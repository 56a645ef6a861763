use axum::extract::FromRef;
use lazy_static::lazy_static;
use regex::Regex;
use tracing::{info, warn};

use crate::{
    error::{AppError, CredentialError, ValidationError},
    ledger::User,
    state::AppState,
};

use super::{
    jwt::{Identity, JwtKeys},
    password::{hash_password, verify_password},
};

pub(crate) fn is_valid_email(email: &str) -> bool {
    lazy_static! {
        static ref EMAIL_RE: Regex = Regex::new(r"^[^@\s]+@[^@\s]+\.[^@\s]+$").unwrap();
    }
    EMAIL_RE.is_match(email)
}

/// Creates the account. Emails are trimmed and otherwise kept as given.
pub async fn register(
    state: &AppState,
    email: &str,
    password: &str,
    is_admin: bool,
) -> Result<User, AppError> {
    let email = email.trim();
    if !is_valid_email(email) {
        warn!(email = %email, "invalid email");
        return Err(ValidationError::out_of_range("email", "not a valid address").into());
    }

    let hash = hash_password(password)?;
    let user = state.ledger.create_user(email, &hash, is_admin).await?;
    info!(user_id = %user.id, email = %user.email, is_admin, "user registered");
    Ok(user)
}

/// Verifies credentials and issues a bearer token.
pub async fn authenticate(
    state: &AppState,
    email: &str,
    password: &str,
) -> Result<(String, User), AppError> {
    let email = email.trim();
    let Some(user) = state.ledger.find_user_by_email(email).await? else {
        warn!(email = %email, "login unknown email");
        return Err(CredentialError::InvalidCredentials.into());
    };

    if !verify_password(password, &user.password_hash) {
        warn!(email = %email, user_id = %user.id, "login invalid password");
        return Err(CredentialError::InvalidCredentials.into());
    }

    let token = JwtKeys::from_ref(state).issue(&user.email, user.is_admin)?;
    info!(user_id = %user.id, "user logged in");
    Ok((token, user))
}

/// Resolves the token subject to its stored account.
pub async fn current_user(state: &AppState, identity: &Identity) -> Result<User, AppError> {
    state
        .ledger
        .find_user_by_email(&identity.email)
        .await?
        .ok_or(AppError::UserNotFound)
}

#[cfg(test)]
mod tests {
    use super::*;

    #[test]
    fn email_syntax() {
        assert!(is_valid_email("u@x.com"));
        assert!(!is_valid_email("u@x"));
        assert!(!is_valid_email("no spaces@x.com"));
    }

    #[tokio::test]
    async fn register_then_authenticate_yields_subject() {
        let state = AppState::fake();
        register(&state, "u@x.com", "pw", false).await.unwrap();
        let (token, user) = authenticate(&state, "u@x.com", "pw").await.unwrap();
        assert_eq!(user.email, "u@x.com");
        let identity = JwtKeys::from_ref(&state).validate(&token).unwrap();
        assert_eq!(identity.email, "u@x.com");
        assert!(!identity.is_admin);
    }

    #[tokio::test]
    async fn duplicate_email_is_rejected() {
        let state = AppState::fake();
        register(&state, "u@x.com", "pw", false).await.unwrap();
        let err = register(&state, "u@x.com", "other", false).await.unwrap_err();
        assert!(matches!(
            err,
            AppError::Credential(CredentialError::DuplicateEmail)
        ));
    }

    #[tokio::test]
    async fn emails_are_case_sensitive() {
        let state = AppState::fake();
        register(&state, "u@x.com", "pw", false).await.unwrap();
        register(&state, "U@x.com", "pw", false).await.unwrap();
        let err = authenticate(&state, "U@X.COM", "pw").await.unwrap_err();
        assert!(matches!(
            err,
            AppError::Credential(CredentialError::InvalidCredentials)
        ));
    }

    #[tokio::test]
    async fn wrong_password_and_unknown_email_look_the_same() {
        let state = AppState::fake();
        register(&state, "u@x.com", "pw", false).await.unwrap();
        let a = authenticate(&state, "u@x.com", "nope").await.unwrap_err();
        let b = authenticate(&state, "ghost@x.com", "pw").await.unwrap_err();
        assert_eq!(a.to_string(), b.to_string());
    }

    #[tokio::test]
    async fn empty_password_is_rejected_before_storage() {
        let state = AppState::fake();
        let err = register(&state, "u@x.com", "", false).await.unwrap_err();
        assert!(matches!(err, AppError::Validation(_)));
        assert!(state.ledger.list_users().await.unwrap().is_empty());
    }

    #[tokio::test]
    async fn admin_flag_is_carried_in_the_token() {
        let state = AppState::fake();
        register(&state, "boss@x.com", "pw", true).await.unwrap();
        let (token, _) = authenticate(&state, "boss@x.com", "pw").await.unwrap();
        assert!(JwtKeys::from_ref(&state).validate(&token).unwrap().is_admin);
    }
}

________________

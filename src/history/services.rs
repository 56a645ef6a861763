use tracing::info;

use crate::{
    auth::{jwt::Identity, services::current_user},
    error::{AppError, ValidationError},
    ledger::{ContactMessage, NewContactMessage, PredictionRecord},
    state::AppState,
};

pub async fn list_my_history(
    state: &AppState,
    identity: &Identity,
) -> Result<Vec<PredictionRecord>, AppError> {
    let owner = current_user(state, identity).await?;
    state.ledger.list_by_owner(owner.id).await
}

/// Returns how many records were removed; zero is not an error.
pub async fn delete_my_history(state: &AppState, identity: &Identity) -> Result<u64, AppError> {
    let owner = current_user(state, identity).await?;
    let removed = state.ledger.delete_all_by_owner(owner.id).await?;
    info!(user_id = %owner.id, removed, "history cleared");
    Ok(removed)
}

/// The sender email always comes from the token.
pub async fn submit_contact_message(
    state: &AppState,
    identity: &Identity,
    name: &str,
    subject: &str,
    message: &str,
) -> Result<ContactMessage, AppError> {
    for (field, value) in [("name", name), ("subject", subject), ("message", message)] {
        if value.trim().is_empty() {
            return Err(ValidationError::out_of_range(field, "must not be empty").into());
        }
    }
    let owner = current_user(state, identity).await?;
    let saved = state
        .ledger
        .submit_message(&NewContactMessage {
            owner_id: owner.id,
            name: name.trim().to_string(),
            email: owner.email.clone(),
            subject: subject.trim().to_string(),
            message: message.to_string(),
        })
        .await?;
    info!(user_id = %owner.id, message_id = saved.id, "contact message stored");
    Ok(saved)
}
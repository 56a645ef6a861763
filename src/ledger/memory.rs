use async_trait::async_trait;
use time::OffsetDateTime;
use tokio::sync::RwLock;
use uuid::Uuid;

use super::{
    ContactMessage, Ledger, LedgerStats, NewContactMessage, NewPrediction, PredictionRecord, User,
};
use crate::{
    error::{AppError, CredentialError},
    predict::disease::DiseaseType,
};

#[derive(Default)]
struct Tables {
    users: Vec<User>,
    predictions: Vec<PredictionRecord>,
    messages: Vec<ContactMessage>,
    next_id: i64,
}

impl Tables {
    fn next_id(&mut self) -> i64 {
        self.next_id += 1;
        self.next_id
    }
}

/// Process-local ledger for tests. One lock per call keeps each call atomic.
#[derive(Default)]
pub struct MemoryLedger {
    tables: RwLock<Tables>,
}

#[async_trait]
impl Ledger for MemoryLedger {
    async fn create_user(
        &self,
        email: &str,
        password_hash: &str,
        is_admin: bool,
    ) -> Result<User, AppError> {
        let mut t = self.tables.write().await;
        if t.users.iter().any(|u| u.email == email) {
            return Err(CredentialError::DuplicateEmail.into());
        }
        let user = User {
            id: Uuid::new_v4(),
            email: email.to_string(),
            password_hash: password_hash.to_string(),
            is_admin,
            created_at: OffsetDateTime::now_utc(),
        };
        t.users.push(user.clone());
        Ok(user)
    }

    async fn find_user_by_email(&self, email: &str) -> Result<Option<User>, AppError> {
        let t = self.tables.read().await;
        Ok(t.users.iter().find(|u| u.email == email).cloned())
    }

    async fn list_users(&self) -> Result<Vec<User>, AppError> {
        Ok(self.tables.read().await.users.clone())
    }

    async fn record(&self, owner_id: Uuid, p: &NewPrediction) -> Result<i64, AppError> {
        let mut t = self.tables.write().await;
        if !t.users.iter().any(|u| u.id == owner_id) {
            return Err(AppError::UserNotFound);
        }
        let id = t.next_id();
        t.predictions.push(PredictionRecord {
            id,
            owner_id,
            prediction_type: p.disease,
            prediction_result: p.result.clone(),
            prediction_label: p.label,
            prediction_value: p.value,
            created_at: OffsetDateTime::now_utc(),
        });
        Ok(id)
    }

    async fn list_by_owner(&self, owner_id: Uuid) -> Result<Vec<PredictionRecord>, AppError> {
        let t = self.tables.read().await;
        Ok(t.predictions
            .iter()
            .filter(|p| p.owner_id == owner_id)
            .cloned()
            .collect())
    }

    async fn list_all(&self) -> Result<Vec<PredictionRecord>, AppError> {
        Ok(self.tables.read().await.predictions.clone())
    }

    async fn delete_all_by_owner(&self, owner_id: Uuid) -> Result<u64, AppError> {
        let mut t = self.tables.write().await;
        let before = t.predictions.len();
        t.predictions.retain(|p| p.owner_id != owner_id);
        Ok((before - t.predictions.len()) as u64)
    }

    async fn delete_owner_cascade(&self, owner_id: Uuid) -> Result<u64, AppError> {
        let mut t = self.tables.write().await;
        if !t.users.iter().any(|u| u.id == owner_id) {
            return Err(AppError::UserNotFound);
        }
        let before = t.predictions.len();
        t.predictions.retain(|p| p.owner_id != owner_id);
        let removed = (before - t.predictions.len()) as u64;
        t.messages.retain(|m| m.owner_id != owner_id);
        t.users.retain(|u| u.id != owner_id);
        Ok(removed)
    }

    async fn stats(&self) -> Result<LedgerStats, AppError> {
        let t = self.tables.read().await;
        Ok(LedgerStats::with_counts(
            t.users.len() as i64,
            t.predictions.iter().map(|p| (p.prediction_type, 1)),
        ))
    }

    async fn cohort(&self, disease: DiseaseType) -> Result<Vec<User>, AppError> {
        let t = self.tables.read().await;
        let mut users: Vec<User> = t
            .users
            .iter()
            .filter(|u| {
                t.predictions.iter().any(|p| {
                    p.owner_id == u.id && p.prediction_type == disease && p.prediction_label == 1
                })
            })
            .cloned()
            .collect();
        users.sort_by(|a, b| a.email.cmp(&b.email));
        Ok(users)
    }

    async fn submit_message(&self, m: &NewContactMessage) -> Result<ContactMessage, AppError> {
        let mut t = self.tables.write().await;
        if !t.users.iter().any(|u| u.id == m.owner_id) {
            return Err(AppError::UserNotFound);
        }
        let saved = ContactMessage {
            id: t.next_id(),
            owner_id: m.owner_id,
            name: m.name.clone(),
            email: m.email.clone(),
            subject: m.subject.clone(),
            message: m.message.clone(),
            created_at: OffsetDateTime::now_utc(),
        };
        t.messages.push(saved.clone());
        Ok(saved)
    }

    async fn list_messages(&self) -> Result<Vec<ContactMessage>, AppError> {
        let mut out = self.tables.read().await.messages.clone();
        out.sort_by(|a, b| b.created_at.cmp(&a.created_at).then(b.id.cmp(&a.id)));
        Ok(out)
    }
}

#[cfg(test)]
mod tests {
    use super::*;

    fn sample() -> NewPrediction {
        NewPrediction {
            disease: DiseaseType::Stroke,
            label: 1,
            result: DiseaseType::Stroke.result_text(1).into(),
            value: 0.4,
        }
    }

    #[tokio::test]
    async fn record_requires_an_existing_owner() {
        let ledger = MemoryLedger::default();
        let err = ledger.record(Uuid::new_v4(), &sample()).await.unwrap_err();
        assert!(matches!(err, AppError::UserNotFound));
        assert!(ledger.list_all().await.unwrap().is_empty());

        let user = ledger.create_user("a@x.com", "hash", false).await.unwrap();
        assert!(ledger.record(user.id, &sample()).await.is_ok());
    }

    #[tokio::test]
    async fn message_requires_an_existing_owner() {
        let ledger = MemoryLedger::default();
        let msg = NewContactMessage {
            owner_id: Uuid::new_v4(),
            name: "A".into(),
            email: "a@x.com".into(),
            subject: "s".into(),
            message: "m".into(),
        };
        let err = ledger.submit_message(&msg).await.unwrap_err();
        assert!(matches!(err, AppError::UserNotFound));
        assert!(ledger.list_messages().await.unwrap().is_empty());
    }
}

________________

**YOUR INSTRUCTIONS**
Whenever a line of the listing above holds the word "warn", copy that line.

**WRITTEN ANSWER**
use tracing::{info, warn};
        warn!(email = %email, "invalid email");
        warn!(email = %email, "login unknown email");
        warn!(email = %email, user_id = %user.id, "login invalid password");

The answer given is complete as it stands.